-- RECORDS FOR THIS EXERCISE follows --

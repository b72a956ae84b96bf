//! Named schema profiles.
//!
//! Two deployments share the `users`/`problems` tables; the judge deployment
//! adds `submissions` and lives in a differently named database.

use super::spec::{CollectionSpec, Direction, IndexField, IndexSpec, Schema};
use serde::Serialize;
use std::fmt::{Display, Formatter};
use std::str::FromStr;

const ASC: Direction = Direction::Ascending;

const USERNAME: IndexField = IndexField {
    name: "username",
    direction: ASC,
};
const EMAIL: IndexField = IndexField {
    name: "email",
    direction: ASC,
};
const DIFFICULTY: IndexField = IndexField {
    name: "difficulty",
    direction: ASC,
};
const TAGS: IndexField = IndexField {
    name: "tags",
    direction: ASC,
};
const PROBLEM_ID: IndexField = IndexField {
    name: "problem_id",
    direction: ASC,
};
const VERDICT: IndexField = IndexField {
    name: "verdict",
    direction: ASC,
};

pub const USERS: CollectionSpec = CollectionSpec {
    name: "users",
    indexes: &[
        IndexSpec {
            name: "idx_username_unique",
            fields: &[USERNAME],
            unique: true,
        },
        IndexSpec {
            name: "idx_email_unique",
            fields: &[EMAIL],
            unique: true,
        },
    ],
};

pub const PROBLEMS: CollectionSpec = CollectionSpec {
    name: "problems",
    indexes: &[
        IndexSpec {
            name: "idx_difficulty",
            fields: &[DIFFICULTY],
            unique: false,
        },
        IndexSpec {
            name: "idx_tags",
            fields: &[TAGS],
            unique: false,
        },
    ],
};

pub const SUBMISSIONS: CollectionSpec = CollectionSpec {
    name: "submissions",
    indexes: &[
        IndexSpec {
            name: "idx_username",
            fields: &[USERNAME],
            unique: false,
        },
        IndexSpec {
            name: "idx_problem_id",
            fields: &[PROBLEM_ID],
            unique: false,
        },
        IndexSpec {
            name: "idx_verdict",
            fields: &[VERDICT],
            unique: false,
        },
        IndexSpec {
            name: "idx_username_problem_id",
            fields: &[USERNAME, PROBLEM_ID],
            unique: false,
        },
        IndexSpec {
            name: "idx_username_verdict",
            fields: &[USERNAME, VERDICT],
            unique: false,
        },
        IndexSpec {
            name: "idx_problem_id_verdict",
            fields: &[PROBLEM_ID, VERDICT],
            unique: false,
        },
    ],
};

const ANNAFORCES_COLLECTIONS: &[CollectionSpec] = &[USERS, PROBLEMS];
const JUDGE_COLLECTIONS: &[CollectionSpec] = &[USERS, PROBLEMS, SUBMISSIONS];

/// Selects which of the known schema sets to provision.
#[derive(Debug, Clone, Copy, PartialEq, Eq, Default, Serialize)]
#[serde(rename_all = "snake_case")]
pub enum Profile {
    /// `annaforces_db` with `users` and `problems`.
    #[default]
    Annaforces,
    /// `data` with `users`, `problems` and `submissions`.
    Judge,
}

impl Profile {
    pub const ALL: [Profile; 2] = [Profile::Annaforces, Profile::Judge];

    pub fn as_str(self) -> &'static str {
        match self {
            Self::Annaforces => "annaforces",
            Self::Judge => "judge",
        }
    }

    pub fn database(self) -> &'static str {
        match self {
            Self::Annaforces => "annaforces_db",
            Self::Judge => "data",
        }
    }

    pub fn collections(self) -> &'static [CollectionSpec] {
        match self {
            Self::Annaforces => ANNAFORCES_COLLECTIONS,
            Self::Judge => JUDGE_COLLECTIONS,
        }
    }

    pub fn schema(self) -> Schema {
        Schema::new(self.database(), self.collections())
    }
}

impl Display for Profile {
    fn fmt(&self, f: &mut Formatter<'_>) -> std::fmt::Result {
        f.write_str(self.as_str())
    }
}

impl FromStr for Profile {
    type Err = String;

    fn from_str(value: &str) -> Result<Self, Self::Err> {
        match value.trim().to_ascii_lowercase().as_str() {
            "annaforces" => Ok(Self::Annaforces),
            "judge" => Ok(Self::Judge),
            other => Err(format!(
                "unknown profile `{other}`; expected annaforces|judge"
            )),
        }
    }
}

-- RECORDS FOR THIS EXERCISE concluded --

WORK REQUEST.
Exactly as they stand, please print the lines from the first line of the records above down to the line that includes "use serde::Serialize;", both of those included and no others.

OUTPUT BELOW.
repository b72a956ae84b96bf
//! Named schema profiles.
//!
//! Two deployments share the `users`/`problems` tables; the judge deployment
//! adds `submissions` and lives in a differently named database.

use super::spec::{CollectionSpec, Direction, IndexField, IndexSpec, Schema};
use serde::Serialize;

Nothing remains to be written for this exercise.